We also took a day trip to Taos, where it had snowed several inches the night before. We took in a bit of shopping (my newest toy is a milk frother to make cappuccinos - Dick says I am very easily amused) and then had a terrific lunch at Orlando's, in El Prado, just a couple of miles north of Taos. On the trip home, we took the scenic highway – with the trees all covered with snow and the amazing vistas, it was a real treat. What great country. I love the pueblo architecture and southwest décor.

We also really enjoyed talking with Julie's stepmom, Christine. We have had a particular interest in WWII since visiting Normandy and Belgium, and were fascinated by her stories of growing up in France during the Nazi occupation.

On our way back to Jojoba Hills, we stopped at the Escapee park in Benson, AZ to see some of our favorite Boomer friends. We only had time for one happy hour but it was great fun to catch up with them.

Wednesday, December 05, 2007









On our way to Knoxville, we spent a day in Staunton, VA. What a beautiful and historic town. We were pleasantly surprised to find Woodrow Wilson's Presidential Library, and spent a couple of hours exploring that. I learned a lot about WWI that I didn't know, and the potential ramifications of our congress not ratifying the Treaty of Versailles.

While we were having coffee at a shop downtown, we met a great couple from Greenville, TN. They own a restaurant near Greenville called The Farmer's Daughter – all family style fresh farm food, with amazing attention to detail. They were on a trip to pick up hams in North Carolina and to visit the guy who grinds the corn for their cornbread. Google the name of the restaurant for complete directions. We went near there, and would have loved to have stopped for lunch, but they are only open Friday, Saturday, and Sunday lunch. If you are in the area, check it out.

We then had lunch at a very nice Italian restaurant, and rode the free trolley all around town. The bus driver was an amazing guy who, after being laid off from a hospital in Washington, DC (to which he commuted every day), now has a window washing business, drives the trolley, and is a preacher! This while raising 13 kids, all of whom have, are, or will go to college. What a guy, and very interesting, with a great attitude. We really enjoyed talking with him.
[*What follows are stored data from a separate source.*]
//! # Natural Sort Keys
//!
//! Orders strings the way people read them: embedded digit runs compare by
//! numeric value, everything else compares case-insensitively. `model2`
//! sorts before `model10`, and `Beeler` sorts next to `beeler`.
//!
//! A string is split on runs of ASCII digits, keeping the digit runs and the
//! text between them as alternating segments. The first and last segments are
//! always text, possibly empty, so any two keys are type-homogeneous at every
//! position.
//!
//! Digit runs are kept as normalized digit strings rather than parsed into a
//! fixed-width integer, so arbitrarily long runs never overflow.

use std::cmp::Ordering;

/// One segment of a [`NaturalKey`].
#[derive(Debug, Clone, PartialEq, Eq, Hash)]
pub enum Token {
    /// A run of decimal digits, stored without leading zeros (`"0"` for zero).
    Number(String),
    /// A non-digit run, lowercased. May be empty.
    Text(String),
}

impl Token {
    fn number(digits: &str) -> Self {
        let trimmed = digits.trim_start_matches('0');
        if trimmed.is_empty() {
            Token::Number("0".to_string())
        } else {
            Token::Number(trimmed.to_string())
        }
    }

    fn text(segment: &str) -> Self {
        Token::Text(segment.to_lowercase())
    }
}

impl Ord for Token {
    fn cmp(&self, other: &Self) -> Ordering {
        match (self, other) {
            // Normalized digit strings: fewer digits means a smaller value.
            (Token::Number(a), Token::Number(b)) => a.len().cmp(&b.len()).then_with(|| a.cmp(b)),
            (Token::Text(a), Token::Text(b)) => a.cmp(b),
            (Token::Number(_), Token::Text(_)) => Ordering::Less,
            (Token::Text(_), Token::Number(_)) => Ordering::Greater,
        }
    }
}

impl PartialOrd for Token {
    fn partial_cmp(&self, other: &Self) -> Option<Ordering> {
        Some(self.cmp(other))
    }
}

/// Sort key produced by [`natural_sort_key`].
///
/// Keys compare element-wise; when one key is a prefix of the other the
/// shorter key sorts first.
#[derive(Debug, Clone, PartialEq, Eq, PartialOrd, Ord, Hash)]
pub struct NaturalKey(Vec<Token>);

impl NaturalKey {
    /// The tokens making up this key, in order.
    pub fn tokens(&self) -> &[Token] {
        &self.0
    }
}

/// Build the natural sort key for `s`.
///
/// ```
/// use mmtscan_core::{natural_sort_key, Token};
///
/// let key = natural_sort_key("Item10b");
/// assert_eq!(
///     key.tokens(),
///     &[
///         Token::Text("item".into()),
///         Token::Number("10".into()),
///         Token::Text("b".into()),
///     ]
/// );
/// ```
pub fn natural_sort_key(s: &str) -> NaturalKey {
    let mut tokens = Vec::new();
    let mut rest = s;

    loop {
        let text_end = rest
            .find(|c: char| c.is_ascii_digit())
            .unwrap_or(rest.len());
        tokens.push(Token::text(&rest[..text_end]));
        rest = &rest[text_end..];
        if rest.is_empty() {
            break;
        }

        let digits_end = rest
            .find(|c: char| !c.is_ascii_digit())
            .unwrap_or(rest.len());
        tokens.push(Token::number(&rest[..digits_end]));
        rest = &rest[digits_end..];
    }

    NaturalKey(tokens)
}

/// Sort a slice of strings in natural order.
///
/// Strings with equal keys (`"A1"` and `"a01"`) fall back to plain byte
/// order so the result does not depend on the input order.
pub fn sort_naturally<S: AsRef<str>>(items: &mut [S]) {
    sort_naturally_by(items, |s| s.as_ref());
}

/// Sort `items` by the natural order of the name `name` extracts from each.
///
/// Ties break on the raw name, as in [`sort_naturally`].
///
/// ```
/// use mmtscan_core::sort_naturally_by;
///
/// let mut entries = vec![("run10", 1), ("run9", 2)];
/// sort_naturally_by(&mut entries, |(name, _)| *name);
/// assert_eq!(entries, vec![("run9", 2), ("run10", 1)]);
/// ```
pub fn sort_naturally_by<T, F>(items: &mut [T], mut name: F)
where
    F: FnMut(&T) -> &str,
{
    items.sort_by_cached_key(|item| {
        let text = name(item);
        (natural_sort_key(text), text.to_string())
    });
}
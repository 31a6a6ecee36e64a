//! Parsed model structure.
//!
//! Only what a structural check needs is kept: metadata, component and
//! variable names, units and bindings as written, initial values, and
//! protocol rows. Expressions are stored verbatim and never evaluated.

use std::collections::BTreeMap;

/// A successfully loaded model.
#[derive(Debug, Clone, Default, PartialEq)]
pub struct Model {
    /// Metadata annotations from the `[[model]]` header, including `name`.
    pub meta: BTreeMap<String, String>,
    /// Components in file order.
    pub components: Vec<Component>,
    /// Initial values of state variables, in file order.
    pub initial_values: Vec<InitialValue>,
    /// Rows of the `[[protocol]]` section, if any.
    pub protocol: Vec<ProtocolEvent>,
}

impl Model {
    /// The model's `name` annotation, if present.
    pub fn name(&self) -> Option<&str> {
        self.meta.get("name").map(String::as_str)
    }

    /// Whether the model header carries the annotation `key`.
    pub fn has_meta(&self, key: &str) -> bool {
        self.meta.contains_key(key)
    }

    /// Look up a component by name.
    pub fn component(&self, name: &str) -> Option<&Component> {
        self.components.iter().find(|c| c.name == name)
    }

    /// Fully qualified names (`component.variable`) of all state variables.
    pub fn states(&self) -> Vec<String> {
        self.components
            .iter()
            .flat_map(|c| {
                c.variables
                    .iter()
                    .filter(|v| v.is_state)
                    .map(move |v| format!("{}.{}", c.name, v.name))
            })
            .collect()
    }
}

/// A `[component]` section.
#[derive(Debug, Clone, Default, PartialEq)]
pub struct Component {
    /// Component name.
    pub name: String,
    /// Component-level metadata.
    pub meta: BTreeMap<String, String>,
    /// Variables, in file order. Nested variables are named `parent.child`.
    pub variables: Vec<Variable>,
    /// Imported names from `use` lines: (qualified source, local alias).
    pub imports: Vec<(String, String)>,
    /// 1-based line of the section header.
    pub line: usize,
}

impl Component {
    /// Look up a variable by (possibly nested) name.
    pub fn variable(&self, name: &str) -> Option<&Variable> {
        self.variables.iter().find(|v| v.name == name)
    }
}

/// A variable definition inside a component.
#[derive(Debug, Clone, Default, PartialEq)]
pub struct Variable {
    /// Name relative to the component.
    pub name: String,
    /// Right-hand side expression as written.
    pub expression: String,
    /// Defined with `dot(name) = ...`.
    pub is_state: bool,
    /// Unit from `in [unit]`.
    pub unit: Option<String>,
    /// External binding from `bind label`.
    pub binding: Option<String>,
    /// Label from `label name`.
    pub label: Option<String>,
    /// Variable-level metadata.
    pub meta: BTreeMap<String, String>,
    /// 1-based line of the definition.
    pub line: usize,
}

/// An initial value assignment from the model header.
#[derive(Debug, Clone, PartialEq, Eq)]
pub struct InitialValue {
    /// Component name.
    pub component: String,
    /// Variable name within the component.
    pub variable: String,
    /// Value expression as written.
    pub value: String,
    /// 1-based line of the assignment.
    pub line: usize,
}

/// One row of a `[[protocol]]` section.
#[derive(Debug, Clone, Copy, PartialEq)]
pub struct ProtocolEvent {
    /// Stimulus level.
    pub level: f64,
    /// When the event starts.
    pub start: EventStart,
    /// Duration.
    pub duration: f64,
    /// Repeat period, `0` for a single event.
    pub period: f64,
    /// Number of repeats, `0` for indefinitely.
    pub multiplier: f64,
}

/// Start column of a protocol row.
#[derive(Debug, Clone, Copy, PartialEq)]
pub enum EventStart {
    /// Absolute start time.
    At(f64),
    /// `next`: directly after the previous event ends.
    Next,
}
Knoxville, TN was next on our list to visit friends John and Linda Haynes from Detroit days. They bought a house on the Tennessee River 4 years ago, and moved down there 2 years ago after retiring. They are completely remodeling in a Frank Lloyd Wright style. John has done a big part of this himself, and it is absolutely beautiful. They were great hosts.....in just 1 day, we went to 3 live performances – bluegrass at a local radio station, “sultry southern swing” at the art museum, and a belly dancer at an Egyptian restaurant! Linda and I noticed that the belly dancer had long blond hair, and when we were discussing it the next day, John and Dick were both surprised – neither of them had even seen her hair. I wonder where they were looking!!??






On Saturday, friends of theirs were generous enough to provide tickets to the last home game of the season between the University of Tennessee and Vanderbilt. What fun – the stadium was literally a sea of orange. We haven't been to a college football game in years and really enjoyed it. Then, when UT came back from a 24-9 deficit in the last quarter to win by one point, it was tons of fun!!







The next day, Linda took me into the Smoky Mountains and to their very cute cabin on a lake. We also drove along Tower Drive, an area with lots that have the most amazing views of the valleys and mountains that you can imagine. To add to the beauty, fall color is still in full bloom – it was breathtaking. One of my goals for this trip was to get my fill of fall color, and it hasn't disappointed. We had such fun with John and Linda –







Next up was the Big Easy. I have always loved New Orleans and have been anxious to return since the horrors of Katrina. We returned to Bayou Segnette, the state park just south of the city, in Westwago. It is only a 20 minute drive downtown, or you can drive to Algiers and take the free walk on ferry that dumps you off right at the base of Canal Street (something that worked very well during our trip to Mardi Gras 6 years ago). The park has huge sites, accepts the Golden Age Pass and has free laundry! Another bonus is that it is right next door to the big fish market open 7 days a week with multiple vendors selling shrimp, crab, local fish, oysters, etc. As we had heard, the French Quarter was not damaged, although it was kind of spooky to go by the convention center and Superdome, remembering the scenes from Katrina.






This trip was to be all about food. We had lunch at Mother's, a popular place with the locals where we split a Ferdi (roast beef and ham po' boy with “debris” and gravy) and a bowl of shrimp gumbo. We saved dessert for Cafe du Monde, the best deal in town with the cafe lattes and beignets for a grand total of $6. The next day was Thanksgiving and I had spent some time researching restaurants. I had settled on Ralph's on the Park, one of the Brennan restaurants. It sits right across the street from the beautiful City Park up near Lake Ponchartrain. When we got there it was a mad house – we certainly weren't the only people with this idea. When we did get seated, tho, it was upstairs in a very quiet area, and even beside a window as I had requested! Dick went with the traditional turkey menu (with local flavor, of course), while I decided on the blackened redfish, a house specialty. It was a 3 course fixed price menu and absolutely wonderful!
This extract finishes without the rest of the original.